**REQUIRED WORK**
Return exactly the lines of the records below, starting at the line that contains "advertises openings and" and ending at the line that contains "let mut patches", with both of those lines kept.

**RECORDS SHOWN**
+--

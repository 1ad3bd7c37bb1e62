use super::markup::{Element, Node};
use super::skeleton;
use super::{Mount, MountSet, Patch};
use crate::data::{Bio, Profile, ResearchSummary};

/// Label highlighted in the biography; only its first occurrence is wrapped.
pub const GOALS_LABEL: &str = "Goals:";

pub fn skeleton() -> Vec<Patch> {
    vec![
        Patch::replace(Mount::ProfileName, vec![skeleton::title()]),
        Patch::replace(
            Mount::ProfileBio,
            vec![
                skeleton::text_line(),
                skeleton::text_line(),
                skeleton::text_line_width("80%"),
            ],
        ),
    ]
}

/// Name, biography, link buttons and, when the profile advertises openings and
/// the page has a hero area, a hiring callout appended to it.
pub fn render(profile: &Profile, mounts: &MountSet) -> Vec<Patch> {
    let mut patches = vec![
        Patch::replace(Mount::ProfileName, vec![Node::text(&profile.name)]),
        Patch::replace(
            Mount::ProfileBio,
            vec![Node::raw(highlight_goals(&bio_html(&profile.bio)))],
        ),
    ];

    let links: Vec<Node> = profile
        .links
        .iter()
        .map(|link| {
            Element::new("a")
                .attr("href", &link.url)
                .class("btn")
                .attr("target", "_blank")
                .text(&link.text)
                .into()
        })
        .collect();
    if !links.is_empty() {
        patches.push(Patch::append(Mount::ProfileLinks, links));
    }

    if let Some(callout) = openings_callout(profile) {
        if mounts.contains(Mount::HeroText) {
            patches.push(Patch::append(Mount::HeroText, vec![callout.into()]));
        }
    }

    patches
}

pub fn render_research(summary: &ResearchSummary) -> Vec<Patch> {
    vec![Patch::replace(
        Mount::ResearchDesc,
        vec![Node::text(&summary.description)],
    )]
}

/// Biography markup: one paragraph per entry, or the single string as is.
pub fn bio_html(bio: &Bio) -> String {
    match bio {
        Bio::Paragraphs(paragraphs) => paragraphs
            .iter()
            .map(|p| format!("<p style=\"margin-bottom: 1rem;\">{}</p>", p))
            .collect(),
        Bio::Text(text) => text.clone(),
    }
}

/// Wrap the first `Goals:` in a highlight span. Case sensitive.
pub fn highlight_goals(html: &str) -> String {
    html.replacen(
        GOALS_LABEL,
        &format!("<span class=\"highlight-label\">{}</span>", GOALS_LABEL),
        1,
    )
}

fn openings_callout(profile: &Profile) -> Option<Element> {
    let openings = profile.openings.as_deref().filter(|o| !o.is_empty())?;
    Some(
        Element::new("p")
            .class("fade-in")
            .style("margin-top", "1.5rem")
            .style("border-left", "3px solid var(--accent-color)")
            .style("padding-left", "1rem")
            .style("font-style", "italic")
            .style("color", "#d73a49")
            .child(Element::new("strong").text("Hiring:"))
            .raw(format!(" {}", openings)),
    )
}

+--

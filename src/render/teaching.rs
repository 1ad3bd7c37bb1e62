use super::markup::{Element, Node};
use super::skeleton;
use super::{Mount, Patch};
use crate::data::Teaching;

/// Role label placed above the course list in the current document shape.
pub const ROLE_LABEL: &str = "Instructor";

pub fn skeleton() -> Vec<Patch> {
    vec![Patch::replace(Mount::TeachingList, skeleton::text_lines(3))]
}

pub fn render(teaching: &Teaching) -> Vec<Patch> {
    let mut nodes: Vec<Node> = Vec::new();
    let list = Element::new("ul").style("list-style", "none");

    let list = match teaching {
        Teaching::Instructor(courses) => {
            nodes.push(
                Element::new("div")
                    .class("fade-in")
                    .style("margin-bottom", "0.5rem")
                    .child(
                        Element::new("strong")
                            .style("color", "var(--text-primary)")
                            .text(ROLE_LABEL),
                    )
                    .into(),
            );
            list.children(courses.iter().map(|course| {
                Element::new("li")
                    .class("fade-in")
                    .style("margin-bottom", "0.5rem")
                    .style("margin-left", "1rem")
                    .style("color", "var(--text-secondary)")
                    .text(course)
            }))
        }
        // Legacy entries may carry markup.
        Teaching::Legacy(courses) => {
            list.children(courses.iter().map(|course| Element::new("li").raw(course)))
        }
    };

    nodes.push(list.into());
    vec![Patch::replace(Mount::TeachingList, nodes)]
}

+--

**ANSWER SECTION**
/// Name, biography, link buttons and, when the profile advertises openings and
/// the page has a hero area, a hiring callout appended to it.
pub fn render(profile: &Profile, mounts: &MountSet) -> Vec<Patch> {
    let mut patches = vec![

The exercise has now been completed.